Isolates causing infection were initially identified as S. aureus by Staphaurex plus® antigen testing (Remel Europe Ltd, Dartford, Kent, UK) and subsequently preserved at -80°C prior to subsequent analysis. Isolates were screened for methicillin resistance using 30 μg cefoxitin disks (BD BB1 Sensi-Disc, Becton Dickinson and Company, Sparks, MD). A zone <23 mm was interpreted as confirming methicillin resistance. Mupirocin resistance on these isolates was confirmed by using a 5 μg mupirocin disk (kindly provided by GlaxoSmithKline, Collegeville, PA). Isolates that had a zone diameter of <13 mm were considered resistant to mupirocin.

Antimicrobial susceptibility testing for penicillin, cefoxitin, vancomycin, clindamycin, trimethoprim–sulfamethoxazole (TMP–SMZ), erythromycin, gentamicin, and ciprofloxacin was performed on using the Vitek Legacy system (Vitek 32 system, BioMerieux, Inc., Durham, NC). One colonizing isolate was unavailable for testing. Results were determined after 24 hr of incubation at 35°C according to the Clinical and Laboratory Standards Institute (CLSI) breakpoints. The CLSI methodology was followed in all testing methods [13]. For all isolates that were erythromycin-resistant and clindamycin-susceptible, detection of the inducible macrolide–lincosamide–streptogramin B resistance phenotype was performed by double-disk diffusion with clindamycin and erythromycin disks set 15–20 mm apart (D test) [13]. Reported results of clindamycin resistance included the inducible resistance phenotype.

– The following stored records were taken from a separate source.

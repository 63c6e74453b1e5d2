//! Input validation applied before anything is written

pub mod validation;

pub use validation::{
    validate_claim_input, validate_claim_update, validate_password, validate_policy_input,
    validate_registration,
};
use chrono::NaiveDateTime;

use super::claim::{Claim, ClaimStatus};
use super::policy::Policy;
use super::text_enum;

text_enum! {
    NotificationType, "notification_type" {
        Expiry => "expiry",
        Claim => "claim",
        System => "system",
    }
}

/// A message addressed to one user
#[derive(Debug, Clone, PartialEq)]
pub struct Notification {
    pub id: i64,
    pub title: String,
    pub message: String,
    pub notification_type: NotificationType,
    pub is_read: bool,
    pub created_at: Option<NaiveDateTime>,
    pub user_id: i64,
}

/// A notification about to be inserted
#[derive(Debug, Clone, PartialEq)]
pub struct NewNotification {
    pub user_id: i64,
    pub title: String,
    pub message: String,
    pub notification_type: NotificationType,
}

/// Expiry reminder text. Reminder deduplication matches on this exact
/// string, so changing the wording re-notifies every expiring policy once.
pub fn expiry_message(policy: &Policy) -> String {
    format!(
        "Policy {} expires on {}.",
        policy.policy_number,
        policy.expiry_date.format("%Y-%m-%d")
    )
}

impl NewNotification {
    pub fn claim_submitted(claim: &Claim) -> Self {
        Self {
            user_id: claim.user_id,
            title: "New Claim Submitted".to_string(),
            message: format!(
                "Claim {} has been submitted for review.",
                claim.claim_number
            ),
            notification_type: NotificationType::Claim,
        }
    }

    pub fn claim_status_changed(claim: &Claim, status: ClaimStatus) -> Self {
        Self {
            user_id: claim.user_id,
            title: "Claim Status Updated".to_string(),
            message: format!("Claim {} status changed to {}.", claim.claim_number, status),
            notification_type: NotificationType::Claim,
        }
    }

    pub fn policy_expiring(policy: &Policy) -> Self {
        Self {
            user_id: policy.user_id,
            title: "Policy Expiring Soon".to_string(),
            message: expiry_message(policy),
            notification_type: NotificationType::Expiry,
        }
    }
}
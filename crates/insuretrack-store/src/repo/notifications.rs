use chrono::NaiveDateTime;
use insuretrack_core::model::{NewNotification, Notification, NotificationType};
use rusqlite::{params, Connection, OptionalExtension, Row};

use super::{exists, query_all, text_enum};
use crate::errors::{from_rusqlite, Result};

const NOTIFICATION_COLUMNS: &str =
    "id, title, message, notification_type, is_read, created_at, user_id";

pub struct NotificationRepo;

fn notification_from_row(row: &Row<'_>) -> rusqlite::Result<Notification> {
    Ok(Notification {
        id: row.get(0)?,
        title: row.get(1)?,
        message: row.get(2)?,
        notification_type: text_enum(row, 3)?,
        is_read: row.get(4)?,
        created_at: row.get(5)?,
        user_id: row.get(6)?,
    })
}

impl NotificationRepo {
    /// # Errors
    /// `ConstraintViolation` if the user does not exist.
    pub fn insert(
        conn: &Connection,
        notification: &NewNotification,
        now: NaiveDateTime,
    ) -> Result<Notification> {
        conn.execute(
            "INSERT INTO notifications (title, message, notification_type, is_read, created_at, user_id)
             VALUES (?1, ?2, ?3, 0, ?4, ?5)",
            params![
                notification.title,
                notification.message,
                notification.notification_type.as_str(),
                now,
                notification.user_id,
            ],
        )
        .map_err(from_rusqlite)?;

        Ok(Notification {
            id: conn.last_insert_rowid(),
            title: notification.title.clone(),
            message: notification.message.clone(),
            notification_type: notification.notification_type,
            is_read: false,
            created_at: Some(now),
            user_id: notification.user_id,
        })
    }

    /// Insert a notification keeping its id
    ///
    /// # Errors
    /// `ConstraintViolation` on a duplicate id or a missing user.
    pub fn insert_with_id(conn: &Connection, notification: &Notification) -> Result<()> {
        conn.execute(
            &format!(
                "INSERT INTO notifications ({}) VALUES (?1, ?2, ?3, ?4, ?5, ?6, ?7)",
                NOTIFICATION_COLUMNS
            ),
            params![
                notification.id,
                notification.title,
                notification.message,
                notification.notification_type.as_str(),
                notification.is_read,
                notification.created_at,
                notification.user_id,
            ],
        )
        .map_err(from_rusqlite)?;
        Ok(())
    }

    /// # Errors
    /// Persistence errors only; a missing row is `Ok(None)`.
    pub fn get(conn: &Connection, id: i64) -> Result<Option<Notification>> {
        conn.query_row(
            &format!(
                "SELECT {} FROM notifications WHERE id = ?1",
                NOTIFICATION_COLUMNS
            ),
            [id],
            notification_from_row,
        )
        .optional()
        .map_err(from_rusqlite)
    }

    /// Whether this exact notification was already sent to the user
    ///
    /// # Errors
    /// Persistence errors only.
    pub fn exists(
        conn: &Connection,
        user_id: i64,
        notification_type: NotificationType,
        message: &str,
    ) -> Result<bool> {
        exists(
            conn,
            "SELECT 1 FROM notifications
             WHERE user_id = ?1 AND notification_type = ?2 AND message = ?3",
            params![user_id, notification_type.as_str(), message],
        )
    }

    /// # Errors
    /// Persistence errors only.
    pub fn mark_read(conn: &Connection, id: i64) -> Result<()> {
        conn.execute("UPDATE notifications SET is_read = 1 WHERE id = ?1", [id])
            .map_err(from_rusqlite)?;
        Ok(())
    }

    /// Unread notifications of one user, newest first
    ///
    /// # Errors
    /// Persistence errors only.
    pub fn unread_for_user(
        conn: &Connection,
        user_id: i64,
        limit: u32,
    ) -> Result<Vec<Notification>> {
        query_all(
            conn,
            &format!(
                "SELECT {} FROM notifications WHERE user_id = ?1 AND is_read = 0
                 ORDER BY created_at DESC, id DESC LIMIT ?2",
                NOTIFICATION_COLUMNS
            ),
            params![user_id, limit],
            notification_from_row,
        )
    }

    /// All notifications of one user, by id
    ///
    /// # Errors
    /// Persistence errors only.
    pub fn for_user(conn: &Connection, user_id: i64) -> Result<Vec<Notification>> {
        query_all(
            conn,
            &format!(
                "SELECT {} FROM notifications WHERE user_id = ?1 ORDER BY id",
                NOTIFICATION_COLUMNS
            ),
            [user_id],
            notification_from_row,
        )
    }

    /// Every notification, by id
    ///
    /// # Errors
    /// Persistence errors, or a row holding an unknown type.
    pub fn all(conn: &Connection) -> Result<Vec<Notification>> {
        query_all(
            conn,
            &format!(
                "SELECT {} FROM notifications ORDER BY id",
                NOTIFICATION_COLUMNS
            ),
            [],
            notification_from_row,
        )
    }
}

Molecular Characterization of S. aureus Colonizing and Infecting Isolates

The presence of the lukF and lukS genes of PVL was determined by PCR as previously described [14]. DNA sequence-based typing of S. aureus protein A (spa) gene was performed as previously described using template DNA extracted from overnight cultures [15-16]. S. aureus MLST sequence and types and assignment to community- or hospital acquired sources were inferred from correlation of our observed spa type with type descriptions from the Ridom StaphType database. USA pulsed-field types were inferred from the observed spa-type and our pulsed-field gel electrophoresis (PFGE) determinations [17].

Statistical Analysis

Descriptive statistics, including frequencies, percentages or means, were obtained for the demographic and treatment variables of the patients with cancer and MRSA colonization. Chi-square test or exact chi-square test was applied to compare incidence of MRSA colonization, infection and PVL-positivity in the colonizing isolates between the periods 2000-2001 and 2006-2007. It was also used to study the association between infection and colonization of both the nares and rectum, between PVL-positivity and colonization of both the nares and rectum, and between infection and PVL-positivity. Exact chi-square test, t-test or Wilcoxon rank sum test was used to study the association of the independent variables with MRSA colonization, infection and PVL-positivity separately. All analyses were performed in statistical software package SAS 9.1.3 (SAS Institute Inc, Cary, North Carolina).

Results

Prevalence of MRSA Colonization in Children with Cancer

Five patients out of 810 tested (0.6%) were colonized with MRSA in 2000 and 2001, compared to 27 patients out of 925 (2.9%) in 2006 and 2007. This five-fold increase in the prevalence of MRSA colonization was statistically significant (p=0.0003).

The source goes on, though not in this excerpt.